Your answer should be the lines of the data below that contain "find".
________________
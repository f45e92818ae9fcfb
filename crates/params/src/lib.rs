//! Parameter schemas for out-of-order CPU timing models.
//!
//! This crate implements the typed configuration layer a cycle-level simulator
//! consumes before it builds a core. It provides:
//! 1. **Parameters:** Primitive kinds (unsigned, signed, bool, cycles, scoped enum, object) with validation.
//! 2. **Enumerations:** Closed, independently namespaced variant sets.
//! 3. **Nodes:** Named schemas layered over a parent schema, with native bindings and capability queries.
//! 4. **Instances:** Per-core value sets with overrides, reference resolution, and a one-shot finalize.
//! 5. **Models:** The built-in catalog (`BaseCPU`, `BaseO3CPU`, functional-unit pools, branch predictors).
//!
//! The frozen result of a finalize is the only thing handed to the native runtime.

/// Error taxonomy shared by every fallible operation.
pub mod common;
/// Override documents and named default constants.
pub mod config;
/// Scoped enumeration types and the enumeration registry.
pub mod enums;
/// Frozen configurations and the native handoff table.
pub mod handoff;
/// Mutable per-core value sets and finalization.
pub mod instance;
/// Built-in model catalog.
pub mod models;
/// Node schemas, inheritance, and capability queries.
pub mod node;
/// Parameter kinds, values, references, and declarations.
pub mod params;
/// Cross-node reference resolution.
pub mod resolver;

pub use crate::common::{ConfigError, Result};
pub use crate::config::Overrides;
pub use crate::enums::{EnumRegistry, EnumType};
pub use crate::handoff::{FrozenConfiguration, FrozenValue};
pub use crate::instance::ConfigurationInstance;
pub use crate::models::Catalog;
pub use crate::node::{Binding, ConfigurationNode, MemoryMode, NodeBuilder};
pub use crate::params::{Cycles, ParamKind, ParameterSpec, RefTarget, Reference, Value, validate};
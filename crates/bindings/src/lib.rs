//! Python bindings for the out-of-order CPU parameter schemas.
//!
//! This crate exposes the parameter system to configuration scripts via PyO3. It provides:
//! 1. **Node types:** `NodeType` for capability queries and instantiation of catalog models.
//! 2. **Configurations:** `Config` for overrides, references, and finalize to the handoff JSON.
//! 3. **Utilities:** Catalog lookup, version string, and logging setup.

use pyo3::prelude::*;

/// Python value and dict conversion, and error mapping.
pub mod conversion;
/// Configuration instance binding (`PyConfig`).
pub mod config;
/// Node type binding (`PyNodeType`).
pub mod node;
/// Module-level functions.
pub mod utils;

/// Registers all classes and functions onto the given Python module.
///
/// # Arguments
///
/// * `m` - The Python module to register types and functions on.
///
/// # Returns
///
/// `Ok(())` on success, or a `PyErr` if registration fails.
pub fn register_module(m: &Bound<'_, PyModule>) -> PyResult<()> {
    m.add_class::<node::PyNodeType>()?;
    m.add_class::<config::PyConfig>()?;

    m.add_function(wrap_pyfunction!(utils::node_type, m)?)?;
    m.add_function(wrap_pyfunction!(utils::node_types, m)?)?;
    m.add_function(wrap_pyfunction!(utils::version, m)?)?;
    m.add_function(wrap_pyfunction!(utils::init_logging, m)?)?;

    Ok(())
}

#[pymodule]
fn _core(m: &Bound<'_, PyModule>) -> PyResult<()> {
    register_module(m)
}
//! Configuration node schemas.
//!
//! A [`ConfigurationNode`] is the schema of one model type. It performs:
//! 1. **Composition:** Layers its own parameter table over the parent's effective table by name.
//! 2. **Binding:** Names the native type and header that will receive finalized values.
//! 3. **Capabilities:** Answers instance-independent capability queries, inheriting unset ones.
//! 4. **Instantiation:** Produces a [`ConfigurationInstance`] seeded with every effective default.
//!
//! Nodes are declared once through [`NodeBuilder`] and shared immutably via `Arc`.

/// Capability query types and tables.
pub mod capability;

use std::fmt;
use std::sync::Arc;

use serde::Serialize;
use tracing::debug;

use crate::common::{ConfigError, Result};
use crate::instance::ConfigurationInstance;
use crate::params::ParameterSpec;

pub use capability::{Capability, CapabilityTable, CapabilityValue, FlagFn, MemoryMode, MemoryModeFn};

/// Identity of the native counterpart that receives a node's values.
#[derive(Debug, Clone, PartialEq, Eq, Hash, Serialize)]
pub struct Binding {
    name: String,
    header: String,
}

impl Binding {
    /// Creates a binding from a native type name and its declaring header.
    pub fn new(name: impl Into<String>, header: impl Into<String>) -> Self {
        Self {
            name: name.into(),
            header: header.into(),
        }
    }

    /// Native type name.
    pub fn name(&self) -> &str {
        &self.name
    }

    /// Header declaring the native type.
    pub fn header(&self) -> &str {
        &self.header
    }

    /// Both halves are non-empty.
    pub fn is_complete(&self) -> bool {
        !self.name.trim().is_empty() && !self.header.trim().is_empty()
    }
}

impl fmt::Display for Binding {
    fn fmt(&self, f: &mut fmt::Formatter<'_>) -> fmt::Result {
        write!(f, "{} ({})", self.name, self.header)
    }
}

/// Schema of one model type.
#[derive(Debug)]
pub struct ConfigurationNode {
    type_name: String,
    parent: Option<Arc<ConfigurationNode>>,
    binding: Option<Binding>,
    own_params: Vec<ParameterSpec>,
    params: Vec<ParameterSpec>,
    capabilities: CapabilityTable,
}

impl ConfigurationNode {
    /// Declares a node type.
    ///
    /// Builds the effective parameter table by layering `params` over the
    /// parent's effective table: a name present in both replaces the
    /// inherited entry in place, new names are appended in declaration order.
    ///
    /// # Arguments
    ///
    /// * `type_name` - Name of the model type.
    /// * `parent` - Node whose effective schema is extended, if any.
    /// * `binding` - Native counterpart; `None` for nodes that never back a live component.
    /// * `params` - This layer's parameter declarations.
    ///
    /// # Errors
    ///
    /// * [`ConfigError::DuplicateParameter`] if a name repeats within `params`.
    /// * [`ConfigError::TypeMismatch`] if an override changes an inherited kind
    ///   or a default does not match its kind.
    /// * [`ConfigError::MissingBinding`] if a binding is given with an empty half.
    pub fn declare(
        type_name: impl Into<String>,
        parent: Option<&Arc<Self>>,
        binding: Option<Binding>,
        params: Vec<ParameterSpec>,
    ) -> Result<Arc<Self>> {
        let type_name = type_name.into();
        Self::declare_with(type_name, parent, binding, params, CapabilityTable::default())
    }

    fn declare_with(
        type_name: String,
        parent: Option<&Arc<Self>>,
        binding: Option<Binding>,
        own_params: Vec<ParameterSpec>,
        capabilities: CapabilityTable,
    ) -> Result<Arc<Self>> {
        if let Some(b) = &binding {
            if !b.is_complete() {
                return Err(ConfigError::MissingBinding {
                    type_name,
                    path: "<declaration>".to_string(),
                });
            }
        }

        let inherited = parent.map(|p| p.params()).unwrap_or_default();
        let params = merge_params(&type_name, inherited, &own_params)?;

        debug!(
            node = %type_name,
            parent = parent.map(|p| p.type_name()),
            own = own_params.len(),
            effective = params.len(),
            "declared node"
        );

        Ok(Arc::new(Self {
            type_name,
            parent: parent.cloned(),
            binding,
            own_params,
            params,
            capabilities,
        }))
    }

    /// Model type name.
    pub fn type_name(&self) -> &str {
        &self.type_name
    }

    /// Parent schema, if this node extends one.
    pub const fn parent(&self) -> Option<&Arc<Self>> {
        self.parent.as_ref()
    }

    /// Native binding; bindings are not inherited.
    pub const fn binding(&self) -> Option<&Binding> {
        self.binding.as_ref()
    }

    /// Effective parameter table in resolution order.
    pub fn params(&self) -> &[ParameterSpec] {
        &self.params
    }

    /// Parameters declared by this layer only.
    pub fn own_params(&self) -> &[ParameterSpec] {
        &self.own_params
    }

    /// Position of `name` in the effective table.
    pub fn index_of(&self, name: &str) -> Option<usize> {
        self.params.iter().position(|p| p.name() == name)
    }

    /// Effective declaration of `name`.
    pub fn param(&self, name: &str) -> Option<&ParameterSpec> {
        self.params.iter().find(|p| p.name() == name)
    }

    /// This node followed by each ancestor, nearest first.
    pub fn ancestry(&self) -> impl Iterator<Item = &Self> {
        std::iter::successors(Some(self), |n| n.parent.as_deref())
    }

    /// Whether this node is `type_name` or extends it.
    pub fn is_a(&self, type_name: &str) -> bool {
        self.ancestry().any(|n| n.type_name == type_name)
    }

    /// Creates an instance seeded with every effective default.
    pub fn instantiate(self: &Arc<Self>) -> ConfigurationInstance {
        ConfigurationInstance::new(Arc::clone(self))
    }

    /// Evaluates a capability query for this node type.
    ///
    /// Uses the nearest layer that declares the capability; if none does,
    /// the answer is [`MemoryMode::Invalid`] or `false`.
    pub fn capability(&self, cap: Capability) -> CapabilityValue {
        let table = self.ancestry().map(|n| n.capabilities).find(|t| t.declares(cap));
        let Some(table) = table else {
            return capability::fallback(cap);
        };
        match cap {
            Capability::MemoryMode => {
                CapabilityValue::MemoryMode(table.memory_mode.map_or(MemoryMode::Invalid, |f| f(self)))
            }
            Capability::RequireCaches => {
                CapabilityValue::Flag(table.require_caches.is_some_and(|f| f(self)))
            }
            Capability::SupportTakeOver => {
                CapabilityValue::Flag(table.support_take_over.is_some_and(|f| f(self)))
            }
        }
    }

    /// Memory-access mode this model requires.
    pub fn memory_mode(&self) -> MemoryMode {
        match self.capability(Capability::MemoryMode) {
            CapabilityValue::MemoryMode(m) => m,
            CapabilityValue::Flag(_) => MemoryMode::Invalid,
        }
    }

    /// Whether caches must be attached for correct operation.
    pub fn require_caches(&self) -> bool {
        matches!(self.capability(Capability::RequireCaches), CapabilityValue::Flag(true))
    }

    /// Whether this model can take over from another running core.
    pub fn support_take_over(&self) -> bool {
        matches!(self.capability(Capability::SupportTakeOver), CapabilityValue::Flag(true))
    }
}

/// Layers `own` over `inherited` by name, preserving inherited order.
fn merge_params(
    node: &str,
    inherited: &[ParameterSpec],
    own: &[ParameterSpec],
) -> Result<Vec<ParameterSpec>> {
    let mut table = inherited.to_vec();

    for (i, spec) in own.iter().enumerate() {
        if own[..i].iter().any(|p| p.name() == spec.name()) {
            return Err(ConfigError::DuplicateParameter {
                node: node.to_string(),
                name: spec.name().to_string(),
            });
        }
        spec.validate_default()?;

        match table.iter().position(|p| p.name() == spec.name()) {
            Some(pos) => {
                let replacement = spec.clone().check_override(&table[pos], node)?;
                table[pos] = replacement;
            }
            None => table.push(spec.clone()),
        }
    }

    Ok(table)
}

/// Fluent declaration of a [`ConfigurationNode`].
#[derive(Debug)]
pub struct NodeBuilder {
    type_name: String,
    parent: Option<Arc<ConfigurationNode>>,
    binding: Option<Binding>,
    params: Vec<ParameterSpec>,
    capabilities: CapabilityTable,
}

impl NodeBuilder {
    /// Starts a declaration of `type_name`.
    pub fn new(type_name: impl Into<String>) -> Self {
        Self {
            type_name: type_name.into(),
            parent: None,
            binding: None,
            params: Vec::new(),
            capabilities: CapabilityTable::default(),
        }
    }

    /// Extends `parent`'s effective schema.
    #[must_use]
    pub fn extends(mut self, parent: &Arc<ConfigurationNode>) -> Self {
        self.parent = Some(Arc::clone(parent));
        self
    }

    /// Sets the native binding.
    #[must_use]
    pub fn binding(mut self, name: impl Into<String>, header: impl Into<String>) -> Self {
        self.binding = Some(Binding::new(name, header));
        self
    }

    /// Appends a parameter declaration.
    #[must_use]
    pub fn param(mut self, spec: ParameterSpec) -> Self {
        self.params.push(spec);
        self
    }

    /// Declares the memory-mode query.
    #[must_use]
    pub fn memory_mode(mut self, f: MemoryModeFn) -> Self {
        self.capabilities.memory_mode = Some(f);
        self
    }

    /// Declares the cache-requirement query.
    #[must_use]
    pub fn require_caches(mut self, f: FlagFn) -> Self {
        self.capabilities.require_caches = Some(f);
        self
    }

    /// Declares the takeover-support query.
    #[must_use]
    pub fn support_take_over(mut self, f: FlagFn) -> Self {
        self.capabilities.support_take_over = Some(f);
        self
    }

    /// Finishes the declaration.
    ///
    /// # Errors
    ///
    /// Same as [`ConfigurationNode::declare`].
    pub fn build(self) -> Result<Arc<ConfigurationNode>> {
        ConfigurationNode::declare_with(
            self.type_name,
            self.parent.as_ref(),
            self.binding,
            self.params,
            self.capabilities,
        )
    }
}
________________
**ANSWER BOX:**
        self.params.iter().find(|p| p.name() == name)
        let table = self.ancestry().map(|n| n.capabilities).find(|t| t.declares(cap));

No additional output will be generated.